An cover of a Mickey and Sylvia track from a decade earlier, though the subject of original is a kiss. The song opens with lurching, chugging rhythm characteristic of Scratch's earlier productions. Nora can't understand why her little boy can't get any sleep. She changes his diaper, offers him tea and "a little breast to help him sleep". Nora's little boy asks "mommy, how'd you like to give me what you gave me daddy last night", complete with unsavory sound effects that the observant boy has overheard. Is it any wonder that in his book, "Reggae & Caribbean Music", author Dave Thompson wrote of this track, "lock this song up now"! Nora's response of, "No, no, no. Oh, no, no, no", sung with her unusual melodic sense gives these lines dramatic depth. At one point, to display her distress, she begin a verse in the middle of the chorus, making for an unusual turn that works wonderfully. You have to laugh at this awful predicament, but you feel for her!
(There's another well known female reggae singer who covered this mento track. Who? Visit my Mento Music site for the surprising answer.)

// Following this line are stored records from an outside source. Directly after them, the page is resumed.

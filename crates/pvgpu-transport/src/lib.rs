pub mod channel;
pub mod access;
pub mod exchange;
pub mod loopback;
pub mod error;

pub use access::{ChannelEndpoint, ChannelGuard};
pub use channel::{ChannelError, VmBusChannel};
pub use error::TransportError;
pub use loopback::{loopback, HostEndpoint, HostRequest, LoopbackChannel};
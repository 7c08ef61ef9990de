/// Size of one encoded page-list entry on the wire.
pub const PAGE_ENTRY_SIZE: usize = std::mem::size_of::<u64>();

/// A run of physically contiguous pages.
#[derive(Debug, Clone, Copy, PartialEq, Eq)]
pub struct PageRun {
    pub base_pfn: u64,
    pub count: u64,
}

/// Page size parameters for the sysmem page-list encoding.
///
/// An entry holds the page-aligned base address in its high bits and
/// `count - 1` in the low `shift` bits, so a single run covers at most one
/// page's worth of pages (4096 with 4 KiB pages).
#[derive(Debug, Clone, Copy, PartialEq, Eq)]
pub struct PageGeometry {
    shift: u32,
}

impl PageGeometry {
    pub const X86_4K: Self = Self { shift: 12 };

    /// Returns `None` for shifts outside 12..=21.
    pub const fn new(shift: u32) -> Option<Self> {
        if shift >= 12 && shift <= 21 {
            Some(Self { shift })
        } else {
            None
        }
    }

    pub const fn shift(self) -> u32 {
        self.shift
    }

    pub const fn page_size(self) -> u64 {
        1 << self.shift
    }

    pub const fn max_run_pages(self) -> u64 {
        self.page_size()
    }

    /// Pages needed to back `bytes`, rounded up.
    pub const fn pages_for(self, bytes: u64) -> u64 {
        (bytes + self.page_size() - 1) >> self.shift
    }

    pub fn encode(self, run: PageRun) -> u64 {
        debug_assert!(run.count >= 1 && run.count <= self.max_run_pages());
        (run.base_pfn << self.shift) | (run.count - 1)
    }

    pub fn decode(self, entry: u64) -> PageRun {
        let mask = self.page_size() - 1;
        PageRun { base_pfn: entry >> self.shift, count: (entry & mask) + 1 }
    }
}

impl Default for PageGeometry {
    fn default() -> Self {
        Self::X86_4K
    }
}

/// Split a frame list into maximal contiguous runs bounded by `max_run_pages`.
pub fn page_runs(frames: &[u64], geometry: PageGeometry) -> Vec<PageRun> {
    let mut runs = Vec::new();
    let Some((&first, rest)) = frames.split_first() else {
        return runs;
    };
    let mut current = PageRun { base_pfn: first, count: 1 };
    for &pfn in rest {
        let contiguous = current.base_pfn.checked_add(current.count) == Some(pfn);
        if contiguous && current.count < geometry.max_run_pages() {
            current.count += 1;
        } else {
            runs.push(current);
            current = PageRun { base_pfn: pfn, count: 1 };
        }
    }
    runs.push(current);
    runs
}

/// Expand encoded entries back into the frame list they describe.
pub fn decode_entries(entries: &[u64], geometry: PageGeometry) -> Vec<u64> {
    entries
        .iter()
        .map(|&e| geometry.decode(e))
        .flat_map(|run| run.base_pfn..run.base_pfn + run.count)
        .collect()
}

Though this song has explicit sexual lyrics, its not quite straightforward. Nora find's herself in "a terrible state", as she indiscriminately looks for a man to "wreck her buddy" (bang her body). But how this lyrical content was paired with the melody of the Little Drummer Boy is something that I'm at a loss to explain. I can tell you the dissonance between content and melody makes for a interesting listen -- a Nora Dean trademark!
The music lurches along nicely, dominated by an appropriately leering two-note sax phrase. A male falsetto backing chorus is a nice touch.
That same year, versions of this song, sometimes titled, "Wreck A Pum Pum", were recorded by Prince Buster, The Sexy Girls and Lord Creator. I've heard the first two, and they are good tracks. But once again, its Nora's voice that makes her version the stand out.
A strong reggae track featuring instrumentation driven by soulful organ and funky horns. Nothing frivolous about the lyrics this time. Deadly serious suffera verses, such as,
are off set by the chorus,
In less than three minutes, Nora draws the listener into the pain of having one's spiritually being threatened by the harsh realities of life. An unusually dramatic and affecting track. Sung in a higher register than her more famous recordings, this track reinforces Nora Dean's vocal, stylistic and subject matter versatility.